Task instructions — Your answer should hold every line of the records below that contains the string "info".

Excerpted data —
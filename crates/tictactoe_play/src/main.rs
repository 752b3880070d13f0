//! Tic-tac-toe - terminal driver
//!
//! Plays interactively on stdin/stdout or rebuilds a recorded game.

#![warn(missing_docs)]

use anyhow::{Context, Result};
use clap::Parser;
use tictactoe_engine::{GameEngine, Mode, UniformPicker};
use tictactoe_play::{Cli, CliCommand, Console, PlayConfig, TurnScheduler};
use tokio::io::BufReader;
use tokio::sync::mpsc;
use tracing::{info, instrument};
use tracing_subscriber::EnvFilter;

#[tokio::main]
async fn main() -> Result<()> {
    // Load .env file
    dotenvy::dotenv().ok();

    // Logs go to stderr so the board on stdout stays readable.
    tracing_subscriber::fmt()
        .with_env_filter(
            EnvFilter::try_from_default_env().unwrap_or_else(|_| EnvFilter::new("warn")),
        )
        .with_writer(std::io::stderr)
        .init();

    let cli = Cli::parse();
    let config = PlayConfig::load(cli.config.as_deref()).context("Failed to load configuration")?;

    match cli.command.unwrap_or_default() {
        CliCommand::Play { mode, delay_ms } => {
            run_play(config.with_overrides(mode, cli.seed, delay_ms)).await
        }
        CliCommand::Replay { mode, cells, json } => run_replay(mode, &cells, json),
    }
}

fn engine_for(seed: Option<u64>) -> GameEngine<UniformPicker> {
    match seed {
        Some(seed) => GameEngine::seeded(seed),
        None => GameEngine::new(),
    }
}

/// Run the interactive console
#[instrument(skip_all)]
async fn run_play(config: PlayConfig) -> Result<()> {
    info!(?config, "Starting tic-tac-toe console");

    let mut engine = engine_for(*config.seed());
    if let Some(mode) = config.mode() {
        engine.start_session(*mode);
    }

    let (tx, rx) = mpsc::unbounded_channel();
    let console = Console::new(engine, TurnScheduler::new(tx), config.computer_delay());

    let stdin = BufReader::new(tokio::io::stdin());
    console.run(stdin, tokio::io::stdout(), rx).await
}

/// Replay cells given 1-based and print the final position
#[instrument]
fn run_replay(mode: Mode, cells: &[usize], json: bool) -> Result<()> {
    let indices = cells
        .iter()
        .map(|&c| {
            c.checked_sub(1)
                .with_context(|| format!("Cell {} is not on the board (use 1-9)", c))
        })
        .collect::<Result<Vec<_>>>()?;

    // Computer cells come from the list, so the seed never matters here.
    let mut engine = engine_for(Some(0));
    let snapshot = engine
        .replay(mode, &indices)
        .with_context(|| {
            let played = engine.session().map_or(0, |s| s.history().len());
            format!("Replay stopped after {} of {} cells", played, indices.len())
        })?;

    if json {
        println!("{}", snapshot.to_json()?);
    } else {
        println!("{}\n\n{}", snapshot.board().display(), snapshot.message());
        if let Some(line) = snapshot.winning_line() {
            println!("Winning line: {}", line);
        }
    }
    Ok(())
}
//! Draw detection logic for tic-tac-toe.

use super::super::{Board, Square};
use super::win::check_winner;
use tracing::instrument;

/// Checks if the board is full (all squares occupied).
#[instrument(skip(board))]
pub fn is_full(board: &Board) -> bool {
    board.squares().iter().all(|s| *s != Square::Empty)
}

/// A full board with no completed line.
#[instrument(skip(board))]
pub fn is_draw(board: &Board) -> bool {
    is_full(board) && check_winner(board).is_none()
}
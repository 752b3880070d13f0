//! Deferred computer moves.
//!
//! The engine never sleeps. When a human move hands the turn to the
//! computer, the driver asks [`TurnScheduler`] for a [`ComputerTurn`] after a
//! short pause. Only one tick is ever pending: scheduling again or calling
//! [`TurnScheduler::cancel`] aborts the previous task. The tick carries its
//! session id, so one that slipped into the channel before a reset is still
//! refused by `GameEngine::computer_move_for`.

use std::time::Duration;
use tictactoe_engine::SessionId;
use tokio::sync::mpsc::UnboundedSender;
use tokio::task::JoinHandle;
use tokio::time::sleep;
use tracing::{debug, instrument};

/// Signal that the computer may move in `session_id`.
#[derive(Debug, Clone, Copy, PartialEq, Eq)]
pub struct ComputerTurn {
    /// Session the move was scheduled for.
    pub session_id: SessionId,
}

/// Holds at most one pending computer move.
#[derive(Debug)]
pub struct TurnScheduler {
    tx: UnboundedSender<ComputerTurn>,
    pending: Option<JoinHandle<()>>,
}

impl TurnScheduler {
    /// Creates a scheduler that delivers ticks on `tx`.
    pub fn new(tx: UnboundedSender<ComputerTurn>) -> Self {
        Self { tx, pending: None }
    }

    /// Sends a [`ComputerTurn`] after `delay`, replacing any pending one.
    ///
    /// Must be called from within a tokio runtime.
    #[instrument(skip(self))]
    pub fn schedule(&mut self, session_id: SessionId, delay: Duration) {
        if self.cancel() {
            debug!("Superseded pending computer move");
        }

        let tx = self.tx.clone();
        self.pending = Some(tokio::spawn(async move {
            sleep(delay).await;
            if tx.send(ComputerTurn { session_id }).is_err() {
                debug!(%session_id, "Receiver gone, dropping computer move");
            }
        }));
    }

    /// Aborts the pending move. Returns true if one was still waiting.
    #[instrument(skip(self))]
    pub fn cancel(&mut self) -> bool {
        match self.pending.take() {
            Some(handle) if !handle.is_finished() => {
                handle.abort();
                debug!("Cancelled pending computer move");
                true
            }
            _ => false,
        }
    }

    /// True while a scheduled move has not fired yet.
    pub fn is_pending(&self) -> bool {
        self.pending.as_ref().is_some_and(|h| !h.is_finished())
    }
}

impl Drop for TurnScheduler {
    fn drop(&mut self) {
        self.cancel();
    }
}
//! Line-oriented terminal driver.
//!
//! Translates typed commands into engine intent calls, prints the snapshot
//! after each one, and plays the computer's deferred reply when its tick
//! arrives.

use crate::scheduler::{ComputerTurn, TurnScheduler};
use anyhow::{Context, Result};
use std::str::FromStr;
use std::time::Duration;
use tictactoe_engine::{CandidatePicker, GameEngine, Mode, MoveError, Placement, Position};
use tokio::io::{AsyncBufRead, AsyncBufReadExt, AsyncWrite, AsyncWriteExt};
use tokio::sync::mpsc::UnboundedReceiver;
use tracing::{debug, info, instrument, warn};

/// Help text listing the commands.
pub const HELP: &str = "\
Commands:
  one | two   start a game against the computer / another player
  1-9         place your mark on that cell (or name it: center, top-left, ...)
  r           restart in the same mode
  m           back to mode selection
  s           print the game as JSON
  h           this help
  q           quit";

/// A parsed console command.
#[derive(Debug, Clone, Copy, PartialEq, Eq)]
pub enum Command {
    /// Start a session in a mode.
    Start(Mode),
    /// Place on a 0-based cell.
    Place(usize),
    /// Restart in the current mode.
    Restart,
    /// Return to mode selection.
    Menu,
    /// Print the snapshot as JSON.
    Show,
    /// Print the help text.
    Help,
    /// Leave the driver.
    Quit,
}

/// Input that is not a command.
#[derive(Debug, Clone, PartialEq, Eq, derive_more::Display, derive_more::Error)]
#[display("Unknown command '{}' (h for help)", input)]
pub struct ParseCommandError {
    /// The rejected input.
    pub input: String,
}

impl FromStr for Command {
    type Err = ParseCommandError;

    fn from_str(s: &str) -> Result<Self, Self::Err> {
        let input = s.trim().to_lowercase();
        let unknown = || ParseCommandError {
            input: input.clone(),
        };

        match input.as_str() {
            "r" | "restart" => Ok(Command::Restart),
            "m" | "menu" => Ok(Command::Menu),
            "s" | "show" => Ok(Command::Show),
            "h" | "help" | "?" => Ok(Command::Help),
            "q" | "quit" | "exit" => Ok(Command::Quit),
            other => {
                if let Ok(n) = other.parse::<usize>() {
                    return n.checked_sub(1).map(Command::Place).ok_or_else(unknown);
                }
                // Mode names are words; the digits above are cells.
                match other {
                    "one" | "one-player" | "two" | "two-player" => {
                        Mode::from_str(other).map(Command::Start).map_err(|_| unknown())
                    }
                    _ => Position::from_label(other)
                        .map(|pos| Command::Place(pos.to_index()))
                        .ok_or_else(unknown),
                }
            }
        }
    }
}

/// What the driver should do after a command.
#[derive(Debug, Clone, PartialEq, Eq)]
pub enum Reply {
    /// Print the text and keep going.
    Show(String),
    /// Stop the driver.
    Quit,
}

/// Terminal driver around one engine.
#[derive(Debug)]
pub struct Console<P> {
    engine: GameEngine<P>,
    scheduler: TurnScheduler,
    delay: Duration,
}

impl<P: CandidatePicker> Console<P> {
    /// Creates a driver; computer replies wait `delay`.
    pub fn new(engine: GameEngine<P>, scheduler: TurnScheduler, delay: Duration) -> Self {
        Self {
            engine,
            scheduler,
            delay,
        }
    }

    /// The engine being driven.
    pub fn engine(&self) -> &GameEngine<P> {
        &self.engine
    }

    /// True while a computer reply is waiting to fire.
    pub fn computer_pending(&self) -> bool {
        self.scheduler.is_pending()
    }

    /// Renders the board and status line, or the mode prompt.
    pub fn render(&self) -> String {
        match self.engine.snapshot() {
            Some(snapshot) => {
                let mut out = format!("{}\n\n{}", snapshot.board().display(), snapshot.message());
                if let Some(line) = snapshot.winning_line() {
                    out.push_str(&format!("\nWinning line: {}", line));
                }
                if *snapshot.computer_to_move() {
                    out.push_str("\nComputer is thinking...");
                }
                out
            }
            None => format!("{}: one | two", self.engine.status_message()),
        }
    }

    /// Applies one command. Must run inside a tokio runtime, since a human
    /// move against the computer schedules its reply.
    #[instrument(skip(self))]
    pub fn handle(&mut self, command: Command) -> Reply {
        match command {
            Command::Start(mode) => {
                self.scheduler.cancel();
                self.engine.start_session(mode);
                Reply::Show(self.render())
            }
            Command::Restart => {
                self.scheduler.cancel();
                match self.engine.restart() {
                    Ok(_) => Reply::Show(self.render()),
                    Err(e) => self.rejected(e),
                }
            }
            Command::Menu => {
                self.scheduler.cancel();
                self.engine.return_to_mode_selection();
                Reply::Show(self.render())
            }
            Command::Place(cell) => match self.engine.place_mark(cell) {
                Ok(placement) => {
                    self.after_placement(placement);
                    Reply::Show(self.render())
                }
                Err(e) => self.rejected(e),
            },
            Command::Show => match self.engine.snapshot() {
                Some(snapshot) => match snapshot.to_json() {
                    Ok(json) => Reply::Show(json),
                    Err(e) => {
                        warn!(error = %e, "Failed to serialize snapshot");
                        Reply::Show(format!("Cannot show game: {}", e))
                    }
                },
                None => Reply::Show(self.render()),
            },
            Command::Help => Reply::Show(HELP.to_string()),
            Command::Quit => {
                self.scheduler.cancel();
                Reply::Quit
            }
        }
    }

    /// Plays a scheduled computer move. Returns the new view, or `None` when
    /// the tick belongs to a session that no longer exists.
    #[instrument(skip(self))]
    pub fn on_computer_turn(&mut self, tick: ComputerTurn) -> Option<String> {
        match self.engine.computer_move_for(tick.session_id) {
            Ok(placement) => {
                info!(mv = %placement.mv(), "Computer moved");
                self.after_placement(placement);
                Some(self.render())
            }
            Err(e) => {
                debug!(error = %e, "Ignoring computer tick");
                None
            }
        }
    }

    fn after_placement(&mut self, placement: Placement) {
        match placement.status().winner() {
            Some(winner) => info!(%winner, "Game won"),
            None if placement.status().is_over() => info!("Game drawn"),
            None => {}
        }
        if !placement.computer_due() {
            return;
        }
        if let Some(session) = self.engine.session() {
            self.scheduler.schedule(session.id(), self.delay);
        }
    }

    fn rejected(&self, error: MoveError) -> Reply {
        warn!(error = %error, "Command rejected");
        Reply::Show(format!("{}\n{}", error, self.engine.status_message()))
    }

    /// Reads commands from `input` until quit or end of input, writing every
    /// reply to `output`.
    pub async fn run<R, W>(
        mut self,
        input: R,
        mut output: W,
        mut ticks: UnboundedReceiver<ComputerTurn>,
    ) -> Result<()>
    where
        R: AsyncBufRead + Unpin,
        W: AsyncWrite + Unpin,
    {
        let mut lines = input.lines();
        write_block(&mut output, &self.render()).await?;

        loop {
            tokio::select! {
                line = lines.next_line() => {
                    let Some(line) = line.context("Failed to read command")? else {
                        debug!("End of input");
                        break;
                    };
                    if line.trim().is_empty() {
                        continue;
                    }
                    let reply = match line.parse::<Command>() {
                        Ok(command) => self.handle(command),
                        Err(e) => Reply::Show(e.to_string()),
                    };
                    match reply {
                        Reply::Show(text) => write_block(&mut output, &text).await?,
                        Reply::Quit => break,
                    }
                }
                Some(tick) = ticks.recv() => {
                    if let Some(text) = self.on_computer_turn(tick) {
                        write_block(&mut output, &text).await?;
                    }
                }
            }
        }

        info!("Console closed");
        Ok(())
    }
}

async fn write_block<W: AsyncWrite + Unpin>(output: &mut W, text: &str) -> Result<()> {
    output
        .write_all(format!("{}\n\n", text).as_bytes())
        .await
        .context("Failed to write output")?;
    output.flush().await.context("Failed to flush output")?;
    Ok(())
}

Solution below —
use tracing::{info, instrument};
    info!(?config, "Starting tic-tac-toe console");
use tracing::{debug, info, instrument, warn};
                info!(mv = %placement.mv(), "Computer moved");
            Some(winner) => info!(%winner, "Game won"),
            None if placement.status().is_over() => info!("Game drawn"),
        info!("Console closed");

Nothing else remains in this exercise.